A criminalização dos migrantes não eliminará a imigração ilegal. Pelo contrário, estas abordagens levam à exacerbação da imigração ilegal e às mortes catastróficas que a acompanham. Os jovens africanos, fugindo da morte, da pobreza e da miséria, continuarão de correr o risco de deixar seus países.

O CADTM considera que é necessário:

  • Fechar os centros de internação para migrantes, que são verdadeiros presídios.
  • Pôr fim à criminalização e às leis que categorizam os migrantes como “ilegais”; pôr fim às distinções moralistas entre bons migrantes (aqueles que têm acesso a asilo, aqueles que têm acesso ao mercado de trabalho) e maus migrantes (“ilegais”).
  • Estabelecer instalações genuínas de recepção para migrantes, que garantam o acesso aos serviços públicos.
  • Estabelecer canais seguros (tanto físicos quanto legais) para que as pessoas migrem. Isto incluiria também fazer pleno uso das instalações consulares e diplomáticas dos países em questão e abandonar o sistema de gerenciamento terceirizado de “vistos Schengen”.
  • Defender a livre circulação dentro e fora do espaço Schengen.
  • Nos países que estão localizados nas fronteiras da Europa, acabar com dispositivos militares como muros e cercas, sistemas de vigilância, etc.
  • Não aplicar o Regulamento de Dublin, e deixar os migrantes que desejarem solicitar asilo em um país diferente daquele em que entraram na União Européia.

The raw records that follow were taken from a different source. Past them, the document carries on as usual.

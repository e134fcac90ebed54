//! Query scans over the loaded extract

pub mod knn;
pub mod search;

pub use knn::{NearestNode, k_nearest};
pub use search::{search_nodes, search_ways};
//! Shortest-path queries over the road graph.

mod dijkstra;

pub use dijkstra::shortest_path;

use serde::{Deserialize, Serialize};

/// Outcome of a shortest-path query.
///
/// An unreachable destination is a valid result, not an error, so it is
/// carried as its own variant rather than an `Err`.
#[derive(Debug, Clone, Copy, PartialEq, Serialize, Deserialize)]
pub enum RouteResult {
    /// Shortest distance from source to destination in kilometers
    Found(f64),
    /// The destination is unreachable from the source
    NotFound,
}

impl RouteResult {
    pub fn is_found(self) -> bool {
        matches!(self, Self::Found(_))
    }

    pub fn distance(self) -> Option<f64> {
        match self {
            Self::Found(distance) => Some(distance),
            Self::NotFound => None,
        }
    }
}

E necessário abrandar as estruturas legais e administrativas necessárias para garantir a circulação segura de pessoas, para que possamos fazer da migração uma escolha, não uma necessidade mortal. Nem as políticas de imigração nem a ajuda ao desenvolvimento serão capazes de compensar as populações africanas por séculos de pilhagem de seus recursos naturais e humanos, uma pilhagem que resultou em uma enorme dívida ecológica, e que as mergulhou no subdesenvolvimento e na violência, o que, por sua vez, leva ao deslocamento forçado e à busca de asilo. A riqueza natural e humana que o continente possui hoje é capaz de garantir aos povos da África um verdadeiro desenvolvimento e uma vida segura que não os forçará a se deslocar, se esses povos puderem exercer sua soberania sobre a riqueza de seus países. A garantia de uma vida digna e segura para os povos do continente está ligada ao seu controle sobre a tomada de decisões, que deve escapar das políticas neoliberais e dos mecanismos neocoloniais (Banco Mundial, Fundo Monetário Internacional, Organização Mundial do Comércio). Essas alternativas estarão necessariamente ligadas ao estabelecimento de regimes democráticos, bem como ao fortalecimento da auto-organização desses povos contra seus regimes atuais e por sua soberania. A migração terá que ser uma prioridade em sua luta, já que suas causas estão ligadas às políticas neoliberais.

Além disso, deve haver uma política de reparações pela pilhagem e exploração da riqueza operados pelas classes dominantes e pelas grandes corporações durante séculos.